Theresa May’s deputy rejects office-computer pornography claim
Damian Green already being investigated after journalist claimed he acted inappropriately
Theresa May’s deputy Damian Green leaves his house in Ashford, Kent, today. A retired Scotland Yard detective has said thousands of legal pornographic images were found on a computer used by Mr Green during a police raid in 2008. Photograph: Gareth Fuller/PA Wire
A videograb from footage broadcast by the UK Parliament’s Parliamentary Recording Unit shows Britain’s first secretary of state Damian Green addressing MPs during prime minister’s questions on November 29th, 2017. Photograph: Handout/AFP/Getty Images
Theresa May’s deputy has rejected as untrue a claim by a retired police officer that he downloaded and viewed thousands of pornographic images on his office computer at Westminster. First minister Damian Green, the prime minister’s closest ally in the cabinet, is already under investigation by the cabinet office after journalist Kate Maltby claimed that he acted inappropriately towards her.

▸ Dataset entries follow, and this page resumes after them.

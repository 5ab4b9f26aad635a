//! Service configuration
//!
//! Resolution order: built-in defaults, then the optional JSON file, then
//! environment variables. The result is validated before use.
//!
//! | variable       | key                |
//! |----------------|--------------------|
//! | `API_HOST`     | `server.host`      |
//! | `API_PORT`     | `server.port`      |
//! | `MONGODB_URI`  | `mongodb.uri`      |
//! | `MONGODB_HOST` | `mongodb.host`     |
//! | `MONGODB_USER` | `mongodb.user`     |
//! | `MONGODB_PASS` | `mongodb.password` |
//! | `MONGODB_DB`   | `mongodb.database` |
//! | `LOG_LEVEL`    | `logging.level`    |
//! | `LOG_FORMAT`   | `logging.format`   |

use std::fs;
use std::path::Path;

use serde::{Deserialize, Serialize};

use super::errors::{CliError, CliResult};
use crate::http_server::HttpServerConfig;
use crate::observability::{LogFormat, LoggingConfig};
use crate::sink::MongoConfig;

/// Configuration file structure
#[derive(Debug, Clone, Default, PartialEq, Eq, Serialize, Deserialize)]
pub struct Config {
    #[serde(default)]
    pub server: HttpServerConfig,

    #[serde(default)]
    pub mongodb: MongoConfig,

    #[serde(default)]
    pub logging: LoggingConfig,
}

impl Config {
    /// Load from `path` (if any) and the process environment, then validate
    pub fn load(path: Option<&Path>) -> CliResult<Self> {
        let mut config = match path {
            Some(path) => Self::from_file(path)?,
            None => Self::default(),
        };

        config.apply_overrides(|key| std::env::var(key).ok())?;
        config.validate()?;

        Ok(config)
    }

    /// Read a JSON configuration file without applying overrides
    pub fn from_file(path: &Path) -> CliResult<Self> {
        let content = fs::read_to_string(path)
            .map_err(|e| CliError::config_error(format!("Failed to read config: {}", e)))?;

        serde_json::from_str(&content)
            .map_err(|e| CliError::config_error(format!("Invalid config JSON: {}", e)))
    }

    /// Apply overrides from `lookup`. Empty values count as unset.
    pub fn apply_overrides<F>(&mut self, lookup: F) -> CliResult<()>
    where
        F: Fn(&str) -> Option<String>,
    {
        let get = |key: &str| lookup(key).filter(|v| !v.is_empty());

        if let Some(host) = get("API_HOST") {
            self.server.host = host;
        }
        if let Some(port) = get("API_PORT") {
            self.server.port = port
                .parse::<u16>()
                .map_err(|e| CliError::config_error(format!("Invalid API_PORT '{}': {}", port, e)))?;
        }

        if let Some(uri) = get("MONGODB_URI") {
            self.mongodb.uri = Some(uri);
        }
        if let Some(host) = get("MONGODB_HOST") {
            self.mongodb.host = host;
        }
        if let Some(user) = get("MONGODB_USER") {
            self.mongodb.user = user;
        }
        if let Some(password) = get("MONGODB_PASS") {
            self.mongodb.password = password;
        }
        if let Some(database) = get("MONGODB_DB") {
            self.mongodb.database = database;
        }

        if let Some(level) = get("LOG_LEVEL") {
            self.logging.level = level;
        }
        if let Some(format) = get("LOG_FORMAT") {
            self.logging.format = format
                .parse::<LogFormat>()
                .map_err(|e| {
                    CliError::config_error(format!("Invalid LOG_FORMAT: {}", e.message()))
                })?;
        }

        Ok(())
    }

    /// Reject settings the service cannot run with
    pub fn validate(&self) -> CliResult<()> {
        if self.server.port == 0 {
            return Err(CliError::config_error("server.port must be > 0"));
        }

        if self.server.max_body_bytes == 0 {
            return Err(CliError::config_error("server.max_body_bytes must be > 0"));
        }

        if self.mongodb.database.is_empty() {
            return Err(CliError::config_error("mongodb.database must not be empty"));
        }

        if self.mongodb.collection.is_empty() {
            return Err(CliError::config_error("mongodb.collection must not be empty"));
        }

        if self.logging.level.trim().is_empty() {
            return Err(CliError::config_error("logging.level must not be empty"));
        }

        Ok(())
    }
}

#[cfg(test)]
mod tests {
    use super::*;
    use std::collections::HashMap;

    fn env(pairs: &[(&str, &str)]) -> impl Fn(&str) -> Option<String> {
        let map: HashMap<String, String> = pairs
            .iter()
            .map(|(k, v)| (k.to_string(), v.to_string()))
            .collect();
        move |key: &str| map.get(key).cloned()
    }

    #[test]
    fn test_defaults_are_valid() {
        let config = Config::default();
        assert!(config.validate().is_ok());
        assert_eq!(config.server.port, 8080);
        assert_eq!(config.mongodb.collection, "events");
    }

    #[test]
    fn test_env_overrides() {
        let mut config = Config::default();
        config
            .apply_overrides(env(&[
                ("API_PORT", "9000"),
                ("MONGODB_HOST", "mongo:27017"),
                ("MONGODB_USER", "ingest"),
                ("MONGODB_PASS", "pw"),
                ("MONGODB_DB", "tracking"),
                ("LOG_FORMAT", "pretty"),
            ]))
            .unwrap();

        assert_eq!(config.server.port, 9000);
        assert_eq!(config.mongodb.database, "tracking");
        assert_eq!(config.logging.format, LogFormat::Pretty);
        assert_eq!(
            config.mongodb.connection_uri(),
            "mongodb://ingest:pw@mongo:27017/tracking?authSource=admin"
        );
    }

    #[test]
    fn test_from_file_partial() {
        let mut file = tempfile::NamedTempFile::new().unwrap();
        std::io::Write::write_all(
            &mut file,
            br#"{"server": {"port": 7000}, "mongodb": {"database": "ads"}}"#,
        )
        .unwrap();

        let config = Config::from_file(file.path()).unwrap();
        assert_eq!(config.server.port, 7000);
        assert_eq!(config.server.host, "0.0.0.0");
        assert_eq!(config.mongodb.database, "ads");
        assert_eq!(config.mongodb.collection, "events");
    }

    #[test]
    fn test_from_file_invalid_json() {
        let mut file = tempfile::NamedTempFile::new().unwrap();
        std::io::Write::write_all(&mut file, b"{ port: 1 }").unwrap();

        let err = Config::from_file(file.path()).unwrap_err();
        assert!(err.message().starts_with("Invalid config JSON"));
    }

    #[test]
    fn test_empty_env_values_ignored() {
        let mut config = Config::default();
        config.apply_overrides(env(&[("MONGODB_DB", "")])).unwrap();
        assert_eq!(config.mongodb.database, "events");
    }

    #[test]
    fn test_bad_port_rejected() {
        let mut config = Config::default();
        let err = config.apply_overrides(env(&[("API_PORT", "http")])).unwrap_err();
        assert!(err.message().contains("API_PORT"));
    }

    #[test]
    fn test_bad_log_format_rejected() {
        let mut config = Config::default();
        assert!(config.apply_overrides(env(&[("LOG_FORMAT", "xml")])).is_err());
    }

    #[test]
    fn test_validate_rejects_zero_port() {
        let mut config = Config::default();
        config.server.port = 0;
        assert!(config.validate().is_err());
    }

    #[test]
    fn test_validate_rejects_empty_collection() {
        let mut config = Config::default();
        config.mongodb.collection = String::new();
        assert!(config.validate().is_err());
    }
}
//! # Storage Errors

use thiserror::Error;

/// Result type for sink operations
pub type StorageResult<T> = Result<T, StorageError>;

/// Storage sink errors
#[derive(Debug, Error)]
pub enum StorageError {
    /// Sink cannot accept writes
    #[error("Storage unavailable: {0}")]
    Unavailable(String),

    /// Driver-level failure (connection, auth, write concern, ...)
    #[error("MongoDB error: {0}")]
    Mongo(#[from] mongodb::error::Error),
}
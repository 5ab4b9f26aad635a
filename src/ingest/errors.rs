//! # Ingest Errors
//!
//! Every failure of the write path, with its HTTP mapping.

use axum::http::StatusCode;
use axum::response::{IntoResponse, Response};
use axum::Json;
use serde::Serialize;
use thiserror::Error;

use crate::schema::ValidationError;
use crate::sink::StorageError;
use crate::timestamp::TimestampError;

/// Result type for ingest operations
pub type IngestResult<T> = Result<T, IngestError>;

/// Ingest errors
#[derive(Debug, Error)]
pub enum IngestError {
    // ==================
    // Client Errors (4xx)
    // ==================
    /// Body is not JSON, or not shaped like `{ "events": [...] }`
    #[error("Malformed request: {0}")]
    MalformedRequest(String),

    /// Body exceeds the configured limit
    #[error("Request body too large: {0}")]
    PayloadTooLarge(String),

    /// Field constraint violation
    #[error("{0}")]
    Validation(#[from] ValidationError),

    #[error("Invalid timestamp format: events[{index}].timestamp = {value:?}")]
    InvalidTimestamp { index: usize, value: String },

    #[error("Timestamp cannot be in the future: events[{index}].timestamp = {value:?}")]
    FutureTimestamp { index: usize, value: String },

    // ==================
    // Server Errors (5xx)
    // ==================
    /// Sink rejected or could not take the write. Detail stays server-side.
    #[error("Failed to write to database")]
    Storage(#[from] StorageError),
}

impl IngestError {
    /// Attach the event position to a normalizer failure
    pub fn timestamp(index: usize, err: TimestampError) -> Self {
        match err {
            TimestampError::Invalid(value) => IngestError::InvalidTimestamp { index, value },
            TimestampError::Future(value) => IngestError::FutureTimestamp { index, value },
        }
    }

    /// Stable machine-readable code
    pub fn code(&self) -> &'static str {
        match self {
            IngestError::MalformedRequest(_) => "INGEST_MALFORMED_REQUEST",
            IngestError::PayloadTooLarge(_) => "INGEST_PAYLOAD_TOO_LARGE",
            IngestError::Validation(e) => e.code().code(),
            IngestError::InvalidTimestamp { .. } => "INGEST_INVALID_TIMESTAMP",
            IngestError::FutureTimestamp { .. } => "INGEST_FUTURE_TIMESTAMP",
            IngestError::Storage(_) => "INGEST_STORAGE_ERROR",
        }
    }

    /// Get HTTP status code for this error
    pub fn status_code(&self) -> StatusCode {
        match self {
            IngestError::MalformedRequest(_) => StatusCode::BAD_REQUEST,
            IngestError::Validation(_) => StatusCode::BAD_REQUEST,
            IngestError::InvalidTimestamp { .. } => StatusCode::BAD_REQUEST,
            IngestError::FutureTimestamp { .. } => StatusCode::BAD_REQUEST,

            IngestError::PayloadTooLarge(_) => StatusCode::PAYLOAD_TOO_LARGE,

            IngestError::Storage(_) => StatusCode::INTERNAL_SERVER_ERROR,
        }
    }
}

/// Error response body
#[derive(Debug, Serialize)]
pub struct ErrorResponse {
    pub error: String,
    pub code: u16,
}

impl From<&IngestError> for ErrorResponse {
    fn from(err: &IngestError) -> Self {
        Self {
            code: err.status_code().as_u16(),
            error: err.to_string(),
        }
    }
}

impl IntoResponse for IngestError {
    fn into_response(self) -> Response {
        let status = self.status_code();
        let body = Json(ErrorResponse::from(&self));
        (status, body).into_response()
    }
}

“I’ve said that I’m not commenting any further while the investigation is going on. I’ve maintained all along, I still maintain, it is the truth that I didn’t download or look at pornography on my computer. But obviously while the investigation is going on I can’t say any more at the moment,” he said.
Neil Lewis, a former Metropolitan Police detective, told the BBC on Friday that he found thousands of pornographic images on Mr Green’s computer at Westminster during an investigation into a leak in 2008. Mr Lewis said he had no doubt that Mr Green had viewed the images, which were legal and not of an extreme nature, because he was sending emails and viewing documents in between viewing them.
“The shocking thing, as I was viewing it, I noticed a lot of pornography: thumbnails, which indicated web browsing. There was a lot of them. I was surprised to see that on a parliament computer. I had to take a step back because I wasn’t expecting that,” the retired detective said.
The investigation was into a leak of official information when Mr Green was an opposition spokesman critical of the human rights implications of the Labour government’s law and order policies. The investigation by Scotland Yard’s counter-terrorism command led to no charges and Conservatives were later critical of the police’s actions.
A number of Conservative MPs on Friday criticised Mr Lewis’s public airing of information he obtained during a police investigation, a view shared by the Metropolitan Police.
“Confidential information gathered during a police inquiry should not be made public,” the Met said in a statement.
Brexit secretary David Davis was reported to have threatened to resign if Mr Green is sacked because of the pornography allegations, although he backed the investigation into Ms Maltby’s claims.
“It is right that allegations of misconduct towards individuals are properly investigated, but police officers have a duty of confidentiality which should be upheld,” a friend of Mr Davis told the Evening Standard.
Mr Davis’s associates said the Brexit secretary had told the prime minister “in words of one syllable” that he would find it hard to remain in his post if Mr Green was sacked because of the latest revelations.
Labour MP Jess Phillips was among those who reacted with scorn to reports of Mr Davis’s ultimatum.
“David Davis, your red line, your hill to die on is really something. ‘What made you want to become an MP?’ ‘Great question, I really wanted to fight hard so people can wank at work’,” she tweeted.